[llvm] f83ab2b - [ARM] Improve generation of thumb stack accesses
John Brawn via llvm-commits
llvm-commits at lists.llvm.org
Mon Aug 7 09:54:49 PDT 2023
Author: John Brawn
Date: 2023-08-07T17:53:32+01:00
New Revision: f83ab2b3beb0303e0775ea187d9575faa4a048eb
URL: https://github.com/llvm/llvm-project/commit/f83ab2b3beb0303e0775ea187d9575faa4a048eb
DIFF: https://github.com/llvm/llvm-project/commit/f83ab2b3beb0303e0775ea187d9575faa4a048eb.diff
LOG: [ARM] Improve generation of thumb stack accesses
Currently when a stack access is out of range of an sp-relative ldr or
str then we jump straight to generating the offset with a literal pool
load or mov32 pseudo-instruction. This patch improves that in two
ways:
* If the offset is within range of sp-relative add plus an ldr then
use that.
* When we use the mov32 pseudo-instruction, if putting part of the
offset into the ldr will simplify the expansion of the mov32 then
do so.
Differential Revision: https://reviews.llvm.org/D156875
Added:
llvm/test/CodeGen/ARM/execute-only-split-offset.ll
Modified:
llvm/lib/Target/ARM/ThumbRegisterInfo.cpp
llvm/test/CodeGen/ARM/large-stack.ll
llvm/test/CodeGen/Thumb/emergency-spill-slot.ll
llvm/test/CodeGen/Thumb/stack-access.ll
llvm/test/CodeGen/Thumb/stack_guard_remat.ll
Removed:
################################################################################
diff --git a/llvm/lib/Target/ARM/ThumbRegisterInfo.cpp b/llvm/lib/Target/ARM/ThumbRegisterInfo.cpp
index 0c010ed1eb3423..d8eb6c36c2745a 100644
--- a/llvm/lib/Target/ARM/ThumbRegisterInfo.cpp
+++ b/llvm/lib/Target/ARM/ThumbRegisterInfo.cpp
@@ -128,6 +128,19 @@ static void emitThumbRegPlusImmInReg(
const ARMBaseRegisterInfo &MRI, unsigned MIFlags = MachineInstr::NoFlags) {
MachineFunction &MF = *MBB.getParent();
const ARMSubtarget &ST = MF.getSubtarget<ARMSubtarget>();
+
+ // Use a single sp-relative add if the immediate is small enough.

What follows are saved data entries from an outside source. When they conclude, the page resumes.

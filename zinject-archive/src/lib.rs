#![deny(missing_docs)]

//! # zinject-archive
//!
//! Turns archive byte streams, tagged by MIME type, into canonical
//! implementation directories. An [`ExtractorRegistry`] maps MIME types to
//! format-specific extractors; every extractor delivers a normalized stream
//! of directory/file/link operations to a [`builder::Builder`] sink, which is
//! what a store uses to materialize (and later digest) an implementation.
//!
//! ```no_run
//! # use zinject_archive::{builder::DirectoryBuilder, ArchiveSource, ExtractOptions, ExtractorRegistry, mime};
//! # fn main() -> Result<(), zinject_archive::errors::ArchiveError> {
//! let registry = ExtractorRegistry::standard();
//! let mut builder = DirectoryBuilder::new("/tmp/impl".into());
//! registry.extract(
//!     mime::TAR_GZ,
//!     ArchiveSource::File("app-1.0.tar.gz".into()),
//!     &mut builder,
//!     &ExtractOptions::default(),
//! )?;
//! builder.close()?;
//! # Ok(())
//! # }
//! ```

pub mod builder;
pub mod cancel;
pub mod errors;
mod extract;
pub mod manifest;
mod normalize;
mod registry;
mod stream;

pub use normalize::normalize;
pub use registry::{mime, ExtractOptions, Extractor, ExtractorFactory, ExtractorRegistry};
pub use stream::ArchiveSource;

#[cfg(test)]
pub(crate) mod testing;
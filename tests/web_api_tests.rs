//! Integration tests for the web API.
//!
//! These tests verify the axum router serves the command surface.

#![cfg(feature = "web")]

use std::sync::Arc;

use axum::body::Body;
use axum::http::{Request, StatusCode};
use tower::ServiceExt;

use rs_trackside::hal::MockBoard;
use rs_trackside::registry::Registry;
use rs_trackside::services::{build_router, SharedTrainState, WebServerConfig};
use rs_trackside::{ActuatorKind, LayoutConfig, Selector, TrainController};

fn create_test_app() -> (axum::Router, Arc<SharedTrainState<MockBoard>>) {
    let controller = TrainController::new(Registry::default(), MockBoard::new(), 0);
    let state = Arc::new(SharedTrainState::new(controller));
    let config = WebServerConfig::default();
    let router = build_router(Arc::clone(&state), &config);
    (router, state)
}

async fn get(app: axum::Router, uri: &str) -> (StatusCode, serde_json::Value) {
    let response = app
        .oneshot(Request::builder().uri(uri).body(Body::empty()).unwrap())
        .await
        .unwrap();

    let status = response.status();
    let body = axum::body::to_bytes(response.into_body(), usize::MAX)
        .await
        .unwrap();
    (status, serde_json::from_slice(&body).unwrap())
}

#[tokio::test]
async fn test_get_config() {
    let (app, _state) = create_test_app();

    let (status, json) = get(app, "/lego/train/config").await;
    assert_eq!(status, StatusCode::OK);
    assert_eq!(json["isok"], true);

    let train = &json["lego"]["train"];
    assert_eq!(train["switches"].as_array().unwrap().len(), 2);
    assert_eq!(train["positions"][1]["pin"], 35);
    assert_eq!(train["signals"][0]["pins"], serde_json::json!([25, 26]));
}

#[tokio::test]
async fn test_config_is_byte_exact() {
    let layout = LayoutConfig::empty().with_ir_output(4).with_barrier(14);
    let controller = TrainController::new(Registry::from_layout(&layout), MockBoard::new(), 0);
    let state = Arc::new(SharedTrainState::new(controller));
    let app = build_router(state, &WebServerConfig::default());

    let response = app
        .oneshot(
            Request::builder()
                .uri("/lego/train/config")
                .body(Body::empty())
                .unwrap(),
        )
        .await
        .unwrap();
    assert_eq!(
        response.headers()["content-type"],
        "application/json"
    );

    let body = axum::body::to_bytes(response.into_body(), usize::MAX)
        .await
        .unwrap();
    assert_eq!(
        &body[..],
        br#"{"isok":true,"lego":{"train":{"motors":{"pf":[{"id":0,"pin":4}]},"positions":[],"switches":[],"barriers":[{"id":0,"pin":14}],"signals":[]}}}"#
    );
}

#[tokio::test]
async fn test_switch_command() {
    let (app, state) = create_test_app();

    let (status, json) = get(app, "/lego/train/switch/1/1").await;
    assert_eq!(status, StatusCode::OK);
    assert_eq!(json, serde_json::json!({"isok": true}));

    state.with_controller(|controller| {
        assert_eq!(controller.hardware().angle(12), Some(135));
        assert_eq!(
            controller.states().selector(ActuatorKind::Switch, 1),
            Some(Selector::Max)
        );
    });
}

#[tokio::test]
async fn test_motor_command_then_tick() {
    let (app, state) = create_test_app();

    let (_, json) = get(app, "/lego/train/motor/pf/3/1/6").await;
    assert_eq!(json["isok"], true);

    let report = state.tick();
    assert!(report.ir_frame.is_some());
    state.with_controller(|controller| {
        assert_eq!(controller.hardware().frames_on(4).len(), 1);
    });
}

#[tokio::test]
async fn test_out_of_range_is_still_ok() {
    let (app, state) = create_test_app();

    let (status, json) = get(app, "/lego/train/barrier/5/1").await;
    assert_eq!(status, StatusCode::OK);
    assert_eq!(json["isok"], true);
    state.with_controller(|controller| assert!(controller.hardware().servo_writes.is_empty()));
}

#[tokio::test]
async fn test_malformed_path_not_ok() {
    let (app, _state) = create_test_app();

    let (status, json) = get(app.clone(), "/lego/plane/config").await;
    assert_eq!(status, StatusCode::OK);
    assert_eq!(json, serde_json::json!({"isok": false}));

    let (status, json) = get(app, "/").await;
    assert_eq!(status, StatusCode::OK);
    assert_eq!(json["isok"], false);
}

#[tokio::test]
async fn test_query_string_ignored() {
    let (app, state) = create_test_app();

    let (_, json) = get(app, "/lego/train/signal/1/1/1?ts=12345").await;
    assert_eq!(json["isok"], true);
    state.with_controller(|controller| {
        assert_eq!(controller.hardware().lamp(32), Some(true));
        assert_eq!(controller.hardware().lamp(27), Some(false));
    });
}

#[tokio::test]
async fn test_percent_encoded_path_is_decoded() {
    let (app, state) = create_test_app();

    let (_, json) = get(app, "/lego/train/motor/pf/0/0/%2D3").await;
    assert_eq!(json["isok"], true);
    state.with_controller(|controller| {
        let pending = controller.ir_queue().pending().unwrap();
        assert_eq!(pending.command.speed, -3);
    });
}

#[tokio::test]
async fn test_post_not_allowed() {
    let (app, state) = create_test_app();

    let response = app
        .oneshot(
            Request::builder()
                .method("POST")
                .uri("/lego/train/switch/0/1")
                .body(Body::empty())
                .unwrap(),
        )
        .await
        .unwrap();

    assert_eq!(response.status(), StatusCode::METHOD_NOT_ALLOWED);
    state.with_controller(|controller| assert!(controller.hardware().servo_writes.is_empty()));
}

#[tokio::test]
async fn test_cors_headers() {
    let (app, _state) = create_test_app();

    let response = app
        .oneshot(
            Request::builder()
                .uri("/lego/train/config")
                .header("Origin", "http://layout.local")
                .body(Body::empty())
                .unwrap(),
        )
        .await
        .unwrap();

    assert_eq!(response.status(), StatusCode::OK);
    assert_eq!(response.headers()["access-control-allow-origin"], "*");
}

+ if (BaseReg == ARM::SP &&
+ (DestReg.isVirtual() || isARMLowRegister(DestReg)) && NumBytes >= 0 &&
+ NumBytes <= 1020 && (NumBytes % 4) == 0) {
+ BuildMI(MBB, MBBI, dl, TII.get(ARM::tADDrSPi), DestReg)
+ .addReg(ARM::SP)
+ .addImm(NumBytes / 4)
+ .add(predOps(ARMCC::AL))
+ .setMIFlags(MIFlags);
+ return;
+ }
+
bool isHigh = !isARMLowRegister(DestReg) ||
(BaseReg != 0 && !isARMLowRegister(BaseReg));
bool isSub = false;
@@ -422,19 +435,33 @@ bool ThumbRegisterInfo::rewriteFrameIndex(MachineBasicBlock::iterator II,
return true;
}
+ // The offset doesn't fit, but we may be able to put some of the offset into
+ // the ldr to simplify the generation of the rest of it.
NumBits = 5;
Mask = (1 << NumBits) - 1;
-
- // If this is a thumb spill / restore, we will be using a constpool load to
- // materialize the offset.
- if (Opcode == ARM::tLDRspi || Opcode == ARM::tSTRspi) {
- ImmOp.ChangeToImmediate(0);
- } else {
- // Otherwise, it didn't fit. Pull in what we can to simplify the immed.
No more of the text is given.